= Jim Isabella =

American radio talk show host

Jim Isabella is an American conservative radio talk show host based in Northeast Ohio, formerly of the radio station WNIR, in Kent, Ohio. His show was called the Jim Isabella Show.

== Career ==
Before working at WNIR, Isabella previously was a newspaper correspondent for the Sun Newspaper for twenty years, and later became a correspondent for the Akron Beacon Journal for ten years. Isabella took on the role as the main substitute host for WNIR's other talk shows in July 2010, and frequently called into the shows of the late Howie Chizek and Tom Erickson. He filled in for their shows after Chizek unexpectedly died in June 2012 and Erickson fell ill around that same time period. During this time the audience got to know Isabella better and began to call for him to have his own show. When Erickson died on November 3, Isabella was offered and accepted Erickson's previous time slot, and has since remained at WNIR, while also doing sports broadcasting at WKNR.
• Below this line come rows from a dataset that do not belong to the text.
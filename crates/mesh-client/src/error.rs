// crates/mesh-client/src/error.rs

//! Error types for the client-side mesh.
use thiserror::Error;

/// Failures reported by a media session implementation
#[derive(Error, Debug, Clone, PartialEq, Eq)]
pub enum MediaError {
    #[error("invalid session description: {0}")]
    InvalidDescription(String),

    #[error("invalid ICE candidate: {0}")]
    InvalidCandidate(String),

    #[error("negotiation failed: {0}")]
    Negotiation(String),

    #[error("media session closed")]
    Closed,
}

/// Mesh and relay errors
#[derive(Error, Debug)]
pub enum MeshError {
    #[error("media error on link to {remote_id}: {source}")]
    Media {
        remote_id: String,
        #[source]
        source: MediaError,
    },

    #[error("no link to {0}")]
    UnknownPeer(String),

    #[error("{message} from {remote_id} while link is {state}")]
    OutOfOrder {
        remote_id: String,
        message: &'static str,
        state: &'static str,
    },

    #[error("relay connection failed: {0}")]
    Relay(String),
}

impl MeshError {
    pub(crate) fn media(remote_id: &str, source: MediaError) -> Self {
        MeshError::Media {
            remote_id: remote_id.to_string(),
            source,
        }
    }
}

impl From<tokio_tungstenite::tungstenite::Error> for MeshError {
    fn from(e: tokio_tungstenite::tungstenite::Error) -> Self {
        MeshError::Relay(e.to_string())
    }
}

impl<T> From<tokio::sync::mpsc::error::SendError<T>> for MeshError {
    fn from(_: tokio::sync::mpsc::error::SendError<T>) -> Self {
        MeshError::Relay("outbound queue closed".to_string())
    }
}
Isabella temporarily went off the air for five weeks when he caught COVID-19 in March 2020, and returned to work in April of that same year, with his time slot filled in by syndicated personalities Jim Bohannon and Mike Gallager. According to his Twitter page and announced over the air by his fill in on February 7, 2022, it said that Isabella was, “Former talk show host WNIR 100.1 FM in Akron 10 yrs”. There has been no statement by the Klaus brothers on this statement.

Isabella declared in January 2023 his intent to run for mayor of Akron in the 2023 mayoral election. He was the only known Republican to declare their intent to run. On February 13, the Summit County Board of Elections voted to reject Isabella's petition to run for not containing enough valid signatures.

== Personal life ==
Isabella was previously married to his late wife, Irene, who died in February 2013. He is recently separated from his second wife, Teresa.